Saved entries
===

//! cmpack CLI entry point.

use std::io::IsTerminal;

use anyhow::Result;
use clap::Parser;
use tracing_subscriber::EnvFilter;

use cmpack::ops::split_arg_sets;
use cmpack::util::diagnostic::emit;
use cmpack::SetupError;

mod cli;
mod commands;

use cli::Cli;

fn main() {
    if let Err(e) = run() {
        report(&e);
        std::process::exit(1);
    }
}

fn run() -> Result<()> {
    let sets = split_arg_sets(std::env::args().skip(1))?;
    let (ours, setup_args) = cli::partition_args(&sets.setup);
    let cli = Cli::parse_from(std::iter::once("cmpack".to_string()).chain(ours));

    // Logs go to stderr; stdout carries the setup document.
    let filter = if cli.verbose {
        EnvFilter::new("cmpack=debug")
    } else if cli.quiet {
        EnvFilter::new("cmpack=error")
    } else {
        EnvFilter::new("cmpack=info")
    };

    tracing_subscriber::fmt()
        .with_env_filter(filter)
        .with_target(false)
        .without_time()
        .with_writer(std::io::stderr)
        .init();

    commands::setup::execute(cli, setup_args, sets)
}

fn report(e: &anyhow::Error) {
    match e.downcast_ref::<SetupError>() {
        Some(err) => emit(&err.to_diagnostic(), std::io::stderr().is_terminal()),
        None => eprintln!("error: {:#}", e),
    }
}
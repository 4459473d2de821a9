//! User-friendly diagnostic messages.
//!
//! Every fatal error is rendered with its root cause, the command and
//! directories involved, and suggested fixes.

use std::fmt;
use std::path::PathBuf;

/// Common suggestion messages for consistent error handling.
pub mod suggestions {
    /// Suggestion when no manifest file is found.
    pub const NO_MANIFEST: &str = "Create a `Cmpack.toml` at the project root";

    /// Suggestion when CMake cannot be run.
    pub const INSTALL_CMAKE: &str = "Install CMake (3.5 or newer) and ensure it's in your PATH";

    /// Suggestion when a build step fails.
    pub const SEE_CMAKE_OUTPUT: &str = "Please see CMake's output for more information";

    /// Suggestion when no generator works.
    pub const PICK_GENERATOR: &str =
        "Pass a generator explicitly with `-G <name>` or set CMAKE_GENERATOR";

    /// Suggestion when install rules escape the staging directory.
    pub const RELATIVE_DESTINATIONS: &str =
        "Use relative DESTINATION paths in install() rules so files land under CMAKE_INSTALL_PREFIX";
}

/// Severity level for diagnostics.
#[derive(Debug, Clone, Copy, PartialEq, Eq)]
pub enum Severity {
    Error,
    Warning,
}

impl fmt::Display for Severity {
    fn fmt(&self, f: &mut fmt::Formatter<'_>) -> fmt::Result {
        match self {
            Severity::Error => write!(f, "error"),
            Severity::Warning => write!(f, "warning"),
        }
    }
}

/// A diagnostic message with optional suggestions.
#[derive(Debug, Clone)]
pub struct Diagnostic {
    /// Primary message
    pub message: String,
    /// Severity level
    pub severity: Severity,
    /// Additional context lines
    pub context: Vec<String>,
    /// Suggested fixes
    pub suggestions: Vec<String>,
    /// Related location (file path)
    pub location: Option<PathBuf>,
}

impl Diagnostic {
    /// Create a new error diagnostic.
    pub fn error(message: impl Into<String>) -> Self {
        Diagnostic {
            message: message.into(),
            severity: Severity::Error,
            context: Vec::new(),
            suggestions: Vec::new(),
            location: None,
        }
    }

    /// Create a new warning diagnostic.
    pub fn warning(message: impl Into<String>) -> Self {
        Diagnostic {
            severity: Severity::Warning,
            ..Diagnostic::error(message)
        }
    }

    /// Add context to the diagnostic.
    pub fn with_context(mut self, context: impl Into<String>) -> Self {
        self.context.push(context.into());
        self
    }

    /// Add a suggestion for fixing the issue.
    pub fn with_suggestion(mut self, suggestion: impl Into<String>) -> Self {
        self.suggestions.push(suggestion.into());
        self
    }

    /// Add a file location.
    pub fn with_location(mut self, path: impl Into<PathBuf>) -> Self {
        self.location = Some(path.into());
        self
    }

    /// Format the diagnostic for terminal output.
    pub fn format(&self, color: bool) -> String {
        let mut output = String::new();

        let severity_str = match (color, self.severity) {
            (true, Severity::Error) => "\x1b[1;31merror\x1b[0m".to_string(),
            (true, Severity::Warning) => "\x1b[1;33mwarning\x1b[0m".to_string(),
            (false, severity) => severity.to_string(),
        };

        output.push_str(&format!("{}: {}\n", severity_str, self.message));

        if let Some(ref path) = self.location {
            output.push_str(&format!("  --> {}\n", path.display()));
        }

        for ctx in &self.context {
            output.push_str(&format!("    {}\n", ctx));
        }

        if !self.suggestions.is_empty() {
            output.push('\n');
            let help_prefix = if color {
                "\x1b[1;32mhelp\x1b[0m"
            } else {
                "help"
            };
            output.push_str(&format!("{}: consider:\n", help_prefix));
            for (i, suggestion) in self.suggestions.iter().enumerate() {
                output.push_str(&format!("  {}. {}\n", i + 1, suggestion));
            }
        }

        output
    }
}

impl fmt::Display for Diagnostic {
    fn fmt(&self, f: &mut fmt::Formatter<'_>) -> fmt::Result {
        write!(f, "{}", self.format(false))
    }
}

/// Print a diagnostic to stderr.
pub fn emit(diagnostic: &Diagnostic, color: bool) {
    eprint!("{}", diagnostic.format(color));
}

#[cfg(test)]
mod tests {
    use super::*;

    #[test]
    fn test_diagnostic_formatting() {
        let diag = Diagnostic::error("An error occurred while configuring with CMake.")
            .with_context("Command:")
            .with_context("  \"cmake\" \"..\"")
            .with_suggestion(suggestions::SEE_CMAKE_OUTPUT);

        let output = diag.format(false);
        assert!(output.starts_with("error: An error occurred while configuring"));
        assert!(output.contains("\"cmake\" \"..\""));
        assert!(output.contains("help: consider:"));
        assert!(output.contains("1. Please see CMake's output"));
    }

    #[test]
    fn test_warning_with_location() {
        let diag = Diagnostic::warning("multiple install manifests").with_location("_cmpack");
        let output = diag.to_string();
        assert!(output.starts_with("warning: multiple install manifests"));
        assert!(output.contains("--> _cmpack"));
    }
}
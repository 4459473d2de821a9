//! Output directory layout under the project root.

use std::path::{Path, PathBuf};

use anyhow::Result;

use crate::util::fs::{ensure_dir, normalize_lexically};

/// Tool root, relative to the project root.
pub const CMPACK_DIR: &str = "_cmpack";

/// Build scratch directory, relative to the project root.
pub const CMAKE_BUILD_DIR: &str = "_cmpack/cmake-build";

/// Install staging directory, relative to the project root.
pub const CMAKE_INSTALL_DIR: &str = "_cmpack/cmake-install";

/// Final consolidated output directory, relative to the project root.
pub const SETUPTOOLS_INSTALL_DIR: &str = "_cmpack/setuptools";

/// Generator probe project, relative to the project root.
pub const TEST_COMPILE_DIR: &str = "_cmpack/cmake-test-compile";

/// Hand-off document, relative to the project root.
pub const HANDOFF_FILE: &str = "_cmpack/setup.json";

/// Absolute locations of the fixed output directories for one project.
#[derive(Debug, Clone)]
pub struct ProjectLayout {
    root: PathBuf,
}

impl ProjectLayout {
    /// Create a layout for the project rooted at `root`.
    ///
    /// The root is normalized lexically so every derived path compares
    /// equal to what CMake writes back.
    pub fn new(root: impl Into<PathBuf>) -> Self {
        ProjectLayout {
            root: normalize_lexically(&root.into()),
        }
    }

    /// Project root directory.
    pub fn root(&self) -> &Path {
        &self.root
    }

    /// Native project directory for a `/`-form subdirectory (`""` is the root).
    pub fn source_dir(&self, rel: &str) -> PathBuf {
        normalize_lexically(&self.root.join(rel))
    }

    /// `_cmpack`
    pub fn cmpack_dir(&self) -> PathBuf {
        self.root.join(CMPACK_DIR)
    }

    /// `_cmpack/cmake-build`
    pub fn build_dir(&self) -> PathBuf {
        self.root.join(CMAKE_BUILD_DIR)
    }

    /// `_cmpack/cmake-install`
    pub fn install_dir(&self) -> PathBuf {
        self.root.join(CMAKE_INSTALL_DIR)
    }

    /// `_cmpack/setuptools`
    pub fn setuptools_dir(&self) -> PathBuf {
        self.root.join(SETUPTOOLS_INSTALL_DIR)
    }

    /// `_cmpack/cmake-test-compile`
    pub fn test_compile_dir(&self) -> PathBuf {
        self.root.join(TEST_COMPILE_DIR)
    }

    /// `_cmpack/setup.json`
    pub fn handoff_path(&self) -> PathBuf {
        self.root.join(HANDOFF_FILE)
    }

    /// Create the build, staging and output directories if absent.
    pub fn ensure_dirs(&self) -> Result<()> {
        ensure_dir(&self.build_dir())?;
        ensure_dir(&self.install_dir())?;
        ensure_dir(&self.setuptools_dir())?;
        Ok(())
    }
}
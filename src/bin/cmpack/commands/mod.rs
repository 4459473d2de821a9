//! Command implementations

pub mod setup;
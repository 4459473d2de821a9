//! Filesystem and path utilities.
//!
//! Paths that end up in the packaging hand-off are kept as `/`-separated
//! strings relative to the project root; the helpers here convert between
//! those and native [`Path`]s and compare them segment by segment.

use std::fs;
use std::path::{Component, Path, PathBuf};

use anyhow::{Context, Result};
use glob::glob;

/// Remove a directory and all its contents, if it exists.
pub fn remove_dir_all_if_exists(path: &Path) -> Result<()> {
    if path.exists() {
        fs::remove_dir_all(path)
            .with_context(|| format!("failed to remove directory: {}", path.display()))?;
    }
    Ok(())
}

/// Ensure a directory exists, creating it if necessary.
pub fn ensure_dir(path: &Path) -> Result<()> {
    if !path.exists() {
        fs::create_dir_all(path)
            .with_context(|| format!("failed to create directory: {}", path.display()))?;
    }
    Ok(())
}

/// Read a file to string, with nice error messages.
pub fn read_to_string(path: &Path) -> Result<String> {
    fs::read_to_string(path).with_context(|| format!("failed to read file: {}", path.display()))
}

/// Write a string to a file, creating parent directories if needed.
pub fn write_string(path: &Path, contents: &str) -> Result<()> {
    if let Some(parent) = path.parent() {
        ensure_dir(parent)?;
    }
    fs::write(path, contents).with_context(|| format!("failed to write file: {}", path.display()))
}

/// Copy a single file, creating the destination's parent directories.
///
/// Returns `true` when a parent directory had to be created.
pub fn copy_file_with_parents(src: &Path, dst: &Path) -> Result<bool> {
    let mut created = false;
    if let Some(parent) = dst.parent() {
        if !parent.exists() {
            ensure_dir(parent)?;
            created = true;
        }
    }
    fs::copy(src, dst)
        .with_context(|| format!("failed to copy {} to {}", src.display(), dst.display()))?;
    Ok(created)
}

/// Find files matching a glob pattern relative to a base directory, sorted.
pub fn glob_sorted(base: &Path, pattern: &str) -> Result<Vec<PathBuf>> {
    let full_pattern = base.join(pattern);
    let pattern_str = full_pattern.to_string_lossy();

    let mut results = Vec::new();
    for entry in glob(&pattern_str).with_context(|| format!("invalid glob pattern: {}", pattern))? {
        match entry {
            Ok(path) => {
                if path.is_file() {
                    results.push(path);
                }
            }
            Err(e) => {
                tracing::warn!("glob error: {}", e);
            }
        }
    }

    results.sort();
    Ok(results)
}

/// Lexically normalize a path: drop `.` components and fold `..` into the
/// preceding component without touching the filesystem.
pub fn normalize_lexically(path: &Path) -> PathBuf {
    let mut out = PathBuf::new();
    for component in path.components() {
        match component {
            Component::CurDir => {}
            Component::ParentDir => {
                let popped = matches!(out.components().next_back(), Some(Component::Normal(_)));
                if popped {
                    out.pop();
                } else if !out.has_root() {
                    out.push("..");
                }
            }
            other => out.push(other.as_os_str()),
        }
    }
    out
}

/// Get the relative path from `base` to `path`.
pub fn relative_path(base: &Path, path: &Path) -> PathBuf {
    pathdiff::diff_paths(path, base).unwrap_or_else(|| path.to_path_buf())
}

/// Render a path with `/` separators regardless of platform.
pub fn to_unix_path(path: &Path) -> String {
    let joined = path
        .components()
        .map(|c| c.as_os_str().to_string_lossy().into_owned())
        .collect::<Vec<_>>()
        .join("/");
    // A leading root component renders as "/" and would double up.
    if path.has_root() && joined.starts_with("//") {
        joined[1..].to_string()
    } else {
        joined
    }
}

/// Normalize a user-supplied relative directory into `/`-form.
///
/// Backslashes become slashes, `.` segments and trailing separators are
/// dropped, and `"."` itself becomes the empty string.
pub fn normalize_rel_dir(dir: &str) -> String {
    dir.replace('\\', "/")
        .split('/')
        .filter(|s| !s.is_empty() && *s != ".")
        .collect::<Vec<_>>()
        .join("/")
}

/// Strip `prefix` from `path` when it covers whole leading segments.
///
/// An empty prefix matches every path. A path equal to the prefix is not
/// considered to be *under* it and yields `None`.
pub fn strip_segment_prefix<'a>(path: &'a str, prefix: &str) -> Option<&'a str> {
    if prefix.is_empty() {
        return Some(path);
    }
    let rest = path.strip_prefix(prefix)?;
    let rest = rest.strip_prefix('/')?;
    if rest.is_empty() {
        None
    } else {
        Some(rest)
    }
}

/// Check whether `path` starts with `prefix` on a segment boundary
/// (including equality).
pub fn starts_with_segments(path: &str, prefix: &str) -> bool {
    prefix.is_empty() || path == prefix || strip_segment_prefix(path, prefix).is_some()
}

/// Join two `/`-form relative paths, tolerating empty sides.
pub fn join_unix(base: &str, rest: &str) -> String {
    match (base.is_empty(), rest.is_empty()) {
        (true, _) => rest.to_string(),
        (_, true) => base.to_string(),
        _ => format!("{}/{}", base, rest),
    }
}

/// Parent directory of a `/`-form path, or `""` at the top level.
pub fn unix_parent(path: &str) -> &str {
    match path.rfind('/') {
        Some(idx) => &path[..idx],
        None => "",
    }
}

===

**Task description:**
Only one stretch of the entries above is wanted: the lines from the one containing "trailing separators are" through the one containing "whole leading segments.". Please reproduce it exactly.

**Task solution:**
/// Backslashes become slashes, `.` segments and trailing separators are
/// dropped, and `"."` itself becomes the empty string.
pub fn normalize_rel_dir(dir: &str) -> String {
    dir.replace('\\', "/")
        .split('/')
        .filter(|s| !s.is_empty() && *s != ".")
        .collect::<Vec<_>>()
        .join("/")
}

/// Strip `prefix` from `path` when it covers whole leading segments.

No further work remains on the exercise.